Having spent much of the first week gloating about how they used to own most of Eastern Europe while playing easily the best football of the tournament, the Russians must have felt somewhat confident about moving into week 3. While the Greeks, armed only with a legendary pigheadedness and the kind of financial and moral bankruptcy that the rest of the world can only dream of, must have thought that there was no chance of their getting through. How wrong they were.

The great thing about this tournament, in comparison with previous Euros and 2010’s World Cup, is that every match in every round has seemed to matter and that, despite many teams buying wholeheartedly into the Mourinho Doctrine, attacking play has reaped rewards. And while we still haven’t seen really classic games, we’ve seen some attractive, exciting and occasionally mind boggling football, not least tonight’s activities.

Russia must just be cursing their footballing gods. For pretty much every permutation of results except this one saw them going through. No one expected the Greeks, who were brutally spanked by the Czechs (the Czechs for god’s sake) and outplayed for large periods by the profligate Poles, to do anything against the Russians other than provide a brick wall defence. Still it was all in the Russian’s hands and they both let in a soft goal and failed to do any damage themselves.

As if we needed reminding, tournament football is a very different beast from either league or cup football.  Teams generally grow into the tournament (as the Spanish did in the World Cup) rather than being uniformly brilliant. The Russians came out all guns blazing and ended up firing blanks, the Greeks started tediously and have improved a little, making the most of the very few chances they had.

Don’t Ask, Don’t Get: Poland 0 – 1 Czech Republic

This was a strange, often tedious game, which was bizarre in the extreme. Both sides knew that a win would see them through yet neither side seemed even remotely interested in attacking. You could forgive the Czechs, as they knew that a draw would see them through, so there was no need for them to risk everything, but the Poles? What were they thinking? Apparently overawed by the weight of expectation of their audience in their opening match, they seemed to be rendered impotent after around 15 minutes.

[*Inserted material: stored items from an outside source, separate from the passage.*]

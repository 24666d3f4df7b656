// create-quiz and check-quiz.
// Question text is always parsed before anything is created remotely.

use std::path::{Path, PathBuf};

use anyhow::Context;
use clap::Args;

use crate::cli::commands::courses::pick_active_course;
use crate::cli::prompts::Prompter;
use crate::core::courses::CourseService;
use crate::core::quiz::{
    parse_questions_with_warnings, ParsedQuiz, Question, QuizRequest, QuizService,
};
use crate::infra::config::{parse_points, AppConfig};
use crate::infra::google::{ClassroomApiClient, DriveApiClient, FormsApiClient, GoogleApi};

const DEFAULT_TITLE: &str = "Assessment";

const PASTE_INSTRUCTIONS: &str = "\
Paste the questions in this format:

P1: Question statement
A) alternative
B) alternative
G: B
";

#[derive(Args, Debug)]
pub struct CreateQuizArgs {
    /// Course to post the assignment in (prompted when absent)
    #[arg(long)]
    pub course_id: Option<String>,

    /// Topic to file the assignment under
    #[arg(long, conflicts_with = "no_topic")]
    pub topic_id: Option<String>,

    /// Post the assignment without a topic
    #[arg(long)]
    pub no_topic: bool,

    /// Assignment and form title (prompted when absent)
    #[arg(long)]
    pub title: Option<String>,

    /// File with the question text (pasted interactively when absent)
    #[arg(long, value_name = "FILE")]
    pub questions: Option<PathBuf>,

    /// Points of the assignment (default from configuration)
    #[arg(long, value_parser = points_arg)]
    pub max_points: Option<f64>,
}

#[derive(Args, Debug)]
pub struct CheckQuizArgs {
    /// File with the question text
    pub file: PathBuf,
}

fn points_arg(value: &str) -> Result<f64, String> {
    parse_points("--max-points", value).map_err(|e| e.to_string())
}

async fn read_question_file(path: &Path) -> anyhow::Result<String> {
    tokio::fs::read_to_string(path)
        .await
        .with_context(|| format!("Failed to read {}", path.display()))
}

fn print_warnings(parsed: &ParsedQuiz) {
    for warning in &parsed.warnings {
        println!("warning: {}", warning);
    }
}

/// Choices as typed, the graded one starred.
fn option_lines(question: &Question) -> Vec<String> {
    question
        .choice_keys()
        .iter()
        .zip(question.choices())
        .enumerate()
        .map(|(j, (key, choice))| {
            let marker = if j == question.correct_index() { "*" } else { " " };
            format!("   {} {}) {}", marker, key.to_ascii_uppercase(), choice)
        })
        .collect()
}

pub async fn check(args: CheckQuizArgs) -> anyhow::Result<()> {
    let text = read_question_file(&args.file).await?;
    let parsed = parse_questions_with_warnings(&text).context("Question text is invalid")?;

    print_warnings(&parsed);
    println!("{} question(s) parsed:", parsed.questions.len());
    for (i, question) in parsed.questions.iter().enumerate() {
        println!("\n{}. {}", i + 1, question.title());
        for line in option_lines(question) {
            println!("{}", line);
        }
    }
    Ok(())
}

pub async fn create(args: CreateQuizArgs, config: &AppConfig, api: GoogleApi) -> anyhow::Result<()> {
    // Parse a given file up front so a bad batch fails before any selection.
    let from_file = match &args.questions {
        Some(path) => Some(
            parse_questions_with_warnings(&read_question_file(path).await?)
                .context("Question text is invalid")?,
        ),
        None => None,
    };

    let courses = CourseService::new(ClassroomApiClient::new(api.clone()));
    let mut prompter = Prompter::stdio();

    let course_id = match args.course_id {
        Some(id) => id,
        None => pick_active_course(&courses, &mut prompter).await?,
    };

    let topic_id = if args.no_topic {
        None
    } else if let Some(id) = args.topic_id {
        Some(id)
    } else {
        let topics = courses
            .list_topics(&course_id)
            .await
            .context("Failed to list topics")?;
        prompter.select_topic(&topics)?.map(|t| t.topic_id.clone())
    };

    let title = match args.title {
        Some(title) if !title.trim().is_empty() => title.trim().to_string(),
        _ => prompter.ask_with_default("Assessment title", DEFAULT_TITLE)?,
    };

    let parsed = match from_file {
        Some(parsed) => parsed,
        None => {
            let text = prompter.read_block(PASTE_INSTRUCTIONS)?;
            parse_questions_with_warnings(&text).context("Question text is invalid")?
        }
    };
    print_warnings(&parsed);
    println!("{} question(s) ready.", parsed.questions.len());

    let service = QuizService::new(
        ClassroomApiClient::new(api.clone()),
        FormsApiClient::new(api.clone()),
        DriveApiClient::new(api),
    );
    let request = QuizRequest {
        course_id,
        topic_id,
        title,
        max_points: args.max_points.unwrap_or(config.quiz_max_points),
    };
    let publication = service
        .publish(&request, &parsed.questions)
        .await
        .context("Failed to publish quiz")?;

    if !publication.shared_publicly {
        println!("warning: the form could not be shared with anyone holding the link");
    }
    println!("Form created: {}", publication.form_id);
    println!("Responder link: {}", publication.responder_uri);
    println!("Assignment created: {}", publication.course_work_id);
    Ok(())
}

#[cfg(test)]
mod tests {
    use super::*;
    use crate::cli::commands::{Cli, Command};
    use clap::Parser;

    #[test]
    fn test_topic_flags_conflict() {
        let result = Cli::try_parse_from([
            "classroom-admin",
            "create-quiz",
            "--topic-id",
            "t1",
            "--no-topic",
        ]);
        assert!(result.is_err());
    }

    #[test]
    fn test_max_points_must_be_positive() {
        assert!(Cli::try_parse_from(["classroom-admin", "create-quiz", "--max-points", "0"]).is_err());

        let cli =
            Cli::try_parse_from(["classroom-admin", "create-quiz", "--max-points", "20"]).unwrap();
        match cli.command {
            Command::CreateQuiz(args) => assert_eq!(args.max_points, Some(20.0)),
            other => panic!("unexpected command {:?}", other),
        }
    }

    #[test]
    fn test_option_lines_use_typed_keys() {
        let parsed = parse_questions_with_warnings("P1: Pick\nA) x\nC) y\nG: C\n").unwrap();
        assert_eq!(
            option_lines(&parsed.questions[0]),
            ["     A) x", "   * C) y"]
        );
    }

    #[tokio::test]
    async fn test_check_rejects_invalid_file() {
        let dir = tempfile::tempdir().unwrap();
        let path = dir.path().join("quiz.txt");
        std::fs::write(&path, "P1: Only one\nA) a\nG: A\n").unwrap();

        let err = check(CheckQuizArgs { file: path }).await.unwrap_err();
        assert!(format!("{:#}", err).contains("fewer than 2 alternatives"));
    }

    #[tokio::test]
    async fn test_check_accepts_valid_file() {
        let dir = tempfile::tempdir().unwrap();
        let path = dir.path().join("quiz.txt");
        std::fs::write(&path, "P1: 2+2?\nA) 3\nB) 4\nG: B\n").unwrap();

        check(CheckQuizArgs { file: path }).await.unwrap();
    }
}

Certainly there’s no excuse for the craven display they put on in the second half. If you thought Engerland’s ball retention was abysmal, you only had to watch Poland in the second half to realise that this was a whole new level of ball incompetence. Not only did they rarely get out of their half (I think their key man Lewandowski had at most a couple of touches during the second period), but they were barely able to string one pass together (let alone two or more). True they weren’t as diabolically shambolic as the Irish, but they illustrate the dangers of awarding tournaments like this to sides who otherwise almost certainly wouldn’t qualify.  Or the danger of opening the tournament up to more teams of this low grade quality.

Still, if there are crumbs of comfort to take for the Poles, it’s that their best moment, the goal against Russia from Blaszczykowski, was instrumental in sending the Russians packing.  Whodathunkit eh?